In this blog, Danny Mican, a Senior Site Reliability Engineer, outlines how to implement SLOs from scratch using the IIDARR process. He also states it is extremely crucial for your SLOs to be actionable and is always following a feedback approach as it will play an important role in the debate of Features Vs Technical Debt.

Table of Contents:

    Implementing SLOs From Scratch With the IIDARR Process 

    Succeeding with Service Level Objectives require buy-in and coordination across multiple different business units: Product, Engineering and Site Reliability. Without a structured strategy, and careful consideration of the full SLO lifecycle, SLOs risk partial implementation. This can result in low ROI and, in many cases, a complete failure. This post describes a process to help organizations scale adoption of Service Level Objectives. It assumes familiarity with core Service Level Objective concepts, as defined in the Google SRE book

    Using SLOs Throughout the Product Life Cycle

    Many resources talk about technical specifics of choosing SLIs and defining and measuring objectives. Few resources discuss technical strategies for incorporating Service Level Objectives into regular operations and decision making. It’s important to have an organizational process that governs succeeding with SLOs throughout the entire product lifecycle and provides the foundation for incorporating Service Level Objectives into regular operations.

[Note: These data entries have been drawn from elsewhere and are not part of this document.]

use serde::{Deserialize, Serialize};

use crate::field::common::DeleteToken;
use crate::field::{ChildField, Field, FieldId, FieldType, ForeignKeyField, ItemField, KeyField};

/// Enumeration over all field variants.
#[derive(Debug, Clone, Serialize, Deserialize)]
#[serde(tag = "field_type", rename_all = "SCREAMING_SNAKE_CASE")]
pub enum FieldVariant {
    Key(KeyField),
    Item(ItemField),
    ForeignKey(ForeignKeyField),
}

impl Field for FieldVariant {
    fn id(&self) -> FieldId {
        match self {
            Self::Key(f) => f.id(),
            Self::Item(f) => f.id(),
            Self::ForeignKey(f) => f.id(),
        }
    }

    fn name(&self) -> &str {
        match self {
            Self::Key(f) => f.name(),
            Self::Item(f) => f.name(),
            Self::ForeignKey(f) => f.name(),
        }
    }

    fn field_type(&self) -> FieldType {
        match self {
            Self::Key(_) => FieldType::Key,
            Self::Item(_) => FieldType::Item,
            Self::ForeignKey(_) => FieldType::ForeignKey,
        }
    }

    fn depth(&self) -> usize {
        match self {
            Self::Key(f) => f.depth(),
            Self::Item(f) => f.depth(),
            Self::ForeignKey(f) => f.depth(),
        }
    }
}

impl FieldVariant {
    pub fn as_key(&self) -> Option<&KeyField> {
        match self {
            Self::Key(f) => Some(f),
            _ => None,
        }
    }

    pub(crate) fn as_key_mut(&mut self) -> Option<&mut KeyField> {
        match self {
            Self::Key(f) => Some(f),
            _ => None,
        }
    }

    pub fn as_item(&self) -> Option<&ItemField> {
        match self {
            Self::Item(f) => Some(f),
            _ => None,
        }
    }

    pub(crate) fn as_item_mut(&mut self) -> Option<&mut ItemField> {
        match self {
            Self::Item(f) => Some(f),
            _ => None,
        }
    }

    pub fn as_foreign_key(&self) -> Option<&ForeignKeyField> {
        match self {
            Self::ForeignKey(f) => Some(f),
            _ => None,
        }
    }

    pub(crate) fn as_foreign_key_mut(&mut self) -> Option<&mut ForeignKeyField> {
        match self {
            Self::ForeignKey(f) => Some(f),
            _ => None,
        }
    }

    pub(crate) fn as_child_mut(&mut self) -> Option<&mut dyn ChildField> {
        match self {
            Self::Key(_) => None,
            Self::Item(f) => Some(f),
            Self::ForeignKey(f) => Some(f),
        }
    }

    /// Key field owning this field, if any.
    pub fn owner(&self) -> Option<FieldId> {
        match self {
            Self::Key(_) => None,
            Self::Item(f) => Some(f.owner()),
            Self::ForeignKey(f) => Some(f.owner()),
        }
    }

    /// Key field this field references, if any.
    pub fn target(&self) -> Option<FieldId> {
        match self {
            Self::ForeignKey(f) => f.target(),
            _ => None,
        }
    }

    pub(crate) fn delete_token(&self) -> DeleteToken {
        match self {
            Self::Key(f) => f.delete_token(),
            Self::Item(f) => f.delete_token(),
            Self::ForeignKey(f) => f.delete_token(),
        }
    }
}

    The goal is to establish a process that allows teams to accurately understand their customers’ experience, empower teams to detect issues before their customers report them in order to maintain service and allow organizations to understand their historical performance and use this to inform the decision of addressing technical debt vs feature velocity.  

    The IIDARR Rule-of-Thumb for SLO Implementation

    The following elements describe the phases that are essential to successfully implement Service Level Objectives:

    • Identify - Determines the operations and flows that are essential to support customers.  This phase produces Service Level Indicator (SLI) definitions.
    • Instrument (Measure) - Captures data from the identified operations in order to later act on it. This phase produces concrete, queryable metrics.
    • Define - Quantifies the customer experience and simplifies it by expressing it as a Service Level Objective. This phase produces a Service Level Objective, defined in writing, explaining how it is calculated.
    • Alert (Action) - Enforces an SLO through automated detection of when a service level (and therefore the customer experience) is being impacted. Alerting establishes an actionable connection between customers, engineering, and product.  This phase produces an alert living in an alerting system such as Prometheus, Datadog, etc, and hooked up to an incident management system that is able to notify the owning teams.
    • Report/Refine  - Reporting provides a view into performance, week over week, month over month, and quarter over quarter. This historical record keeping enables organizations to see what level of service clients are actually receiving.
    • Refining establishes a formal cadence for performing a review in order to support continuous improvement and understand clients use of the product (i.e. which transactions are important) and the level of service is being achieved.
    • Succeeding with SLOs requires the ability to both: look back historically and find avenues for service performance improvements. Finally, Reporting democratizes SLOs and makes them available for incident responders, management, and leadership teams.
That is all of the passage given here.